Problem description: Print word for word the first line of the records below and every following line through the one containing "let patch = set_data(&state, data);"; print nothing else.

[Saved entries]
◇ ◇ ◇ ◇ ◇

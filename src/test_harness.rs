//! Shared fixtures for unit tests.
//!
//! Provides a pinned clock, record builders and a store harness that counts
//! subscriber notifications.

use crate::model::{LogRecord, SavedFilter, SavedFilterError};
use crate::source::SavedFilterStore;
use crate::state::{set_data, LogsState, StatePatch, Store, StoreDefaults};
use chrono::{DateTime, TimeZone, Utc};
use std::cell::RefCell;
use std::rc::Rc;

/// Levels cycled through by [`records`].
pub const LEVELS: [&str; 3] = ["INFO", "ERROR", "WARN"];

/// Pinned "now": 2024-01-01T12:00:30Z (mid-minute on purpose).
pub fn fixed_now() -> DateTime<Utc> {
    Utc.with_ymd_and_hms(2024, 1, 1, 12, 0, 30).unwrap()
}

/// One record with a minute-resolution timestamp string.
pub fn record(minute: usize, level: &str, host: &str) -> LogRecord {
    LogRecord::new()
        .with(
            "p_timestamp",
            format!("2024-01-01T{:02}:{:02}:00", minute / 60, minute % 60),
        )
        .with("level", level)
        .with("host", host)
}

/// `n` records in ascending time order, levels cycling INFO/ERROR/WARN and
/// hosts cycling h0..h3.
pub fn records(n: usize) -> Vec<LogRecord> {
    (0..n)
        .map(|i| record(i, LEVELS[i % LEVELS.len()], &format!("h{}", i % 4)))
        .collect()
}

/// The documented default state at [`fixed_now`].
pub fn empty_state() -> LogsState {
    LogsState::initial(&StoreDefaults::default(), fixed_now())
}

/// Default state after `set_data(records)`.
pub fn loaded_state(data: Vec<LogRecord>) -> LogsState {
    let state = empty_state();
    let patch = set_data(&state, data);
    state.patched(patch)
}

/// Store wrapper that records how many times subscribers fired.
pub struct StateHarness {
    store: Store,
    notifications: Rc<RefCell<usize>>,
}

impl StateHarness {
    /// Fresh store with default settings and a counting subscriber.
    pub fn new() -> Self {
        let mut store = Store::new(StoreDefaults::default(), fixed_now());
        let notifications = Rc::new(RefCell::new(0));
        let counter = Rc::clone(&notifications);
        store.subscribe(move |_state| *counter.borrow_mut() += 1);
        Self {
            store,
            notifications,
        }
    }

    /// Dispatch a transition through the store.
    pub fn dispatch(&mut self, reducer: impl FnOnce(&LogsState) -> StatePatch) -> bool {
        self.store.dispatch("test", reducer)
    }

    /// Current snapshot.
    pub fn state(&self) -> &LogsState {
        self.store.state()
    }

    /// Underlying store.
    pub fn store_mut(&mut self) -> &mut Store {
        &mut self.store
    }

    /// Notifications delivered so far.
    pub fn notifications(&self) -> usize {
        *self.notifications.borrow()
    }
}

/// In-memory saved-filter store that assigns ids and bumps versions.
#[derive(Debug, Default)]
pub struct MemoryFilterStore {
    /// Stored filters.
    pub filters: Vec<SavedFilter>,
    /// Error returned by the next call, if set.
    pub fail_with: Option<SavedFilterError>,
}

impl SavedFilterStore for MemoryFilterStore {
    fn create(&mut self, filter: SavedFilter) -> Result<SavedFilter, SavedFilterError> {
        if let Some(err) = self.fail_with.take() {
            return Err(err);
        }
        let stored = SavedFilter {
            filter_id: Some(format!("f-{}", self.filters.len() + 1)),
            version: Some("v1".to_string()),
            ..filter
        };
        self.filters.push(stored.clone());
        Ok(stored)
    }

    fn update(&mut self, filter: SavedFilter) -> Result<SavedFilter, SavedFilterError> {
        if let Some(err) = self.fail_with.take() {
            return Err(err);
        }
        let slot = self
            .filters
            .iter_mut()
            .find(|f| f.filter_id == filter.filter_id)
            .ok_or_else(|| SavedFilterError::Rejected("unknown filter".to_string()))?;
        let stored = SavedFilter {
            version: Some("v2".to_string()),
            ..filter
        };
        *slot = stored.clone();
        Ok(stored)
    }

    fn list(&self, stream: &str) -> Result<Vec<SavedFilter>, SavedFilterError> {
        Ok(self
            .filters
            .iter()
            .filter(|f| f.stream_name == stream)
            .cloned()
            .collect())
    }
}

◇ ◇ ◇ ◇ ◇

Written solution:
filename src/test_harness.rs
//! Shared fixtures for unit tests.
//!
//! Provides a pinned clock, record builders and a store harness that counts
//! subscriber notifications.

use crate::model::{LogRecord, SavedFilter, SavedFilterError};
use crate::source::SavedFilterStore;
use crate::state::{set_data, LogsState, StatePatch, Store, StoreDefaults};
use chrono::{DateTime, TimeZone, Utc};
use std::cell::RefCell;
use std::rc::Rc;

/// Levels cycled through by [`records`].
pub const LEVELS: [&str; 3] = ["INFO", "ERROR", "WARN"];

/// Pinned "now": 2024-01-01T12:00:30Z (mid-minute on purpose).
pub fn fixed_now() -> DateTime<Utc> {
    Utc.with_ymd_and_hms(2024, 1, 1, 12, 0, 30).unwrap()
}

/// One record with a minute-resolution timestamp string.
pub fn record(minute: usize, level: &str, host: &str) -> LogRecord {
    LogRecord::new()
        .with(
            "p_timestamp",
            format!("2024-01-01T{:02}:{:02}:00", minute / 60, minute % 60),
        )
        .with("level", level)
        .with("host", host)
}

/// `n` records in ascending time order, levels cycling INFO/ERROR/WARN and
/// hosts cycling h0..h3.
pub fn records(n: usize) -> Vec<LogRecord> {
    (0..n)
        .map(|i| record(i, LEVELS[i % LEVELS.len()], &format!("h{}", i % 4)))
        .collect()
}

/// The documented default state at [`fixed_now`].
pub fn empty_state() -> LogsState {
    LogsState::initial(&StoreDefaults::default(), fixed_now())
}

/// Default state after `set_data(records)`.
pub fn loaded_state(data: Vec<LogRecord>) -> LogsState {
    let state = empty_state();
    let patch = set_data(&state, data);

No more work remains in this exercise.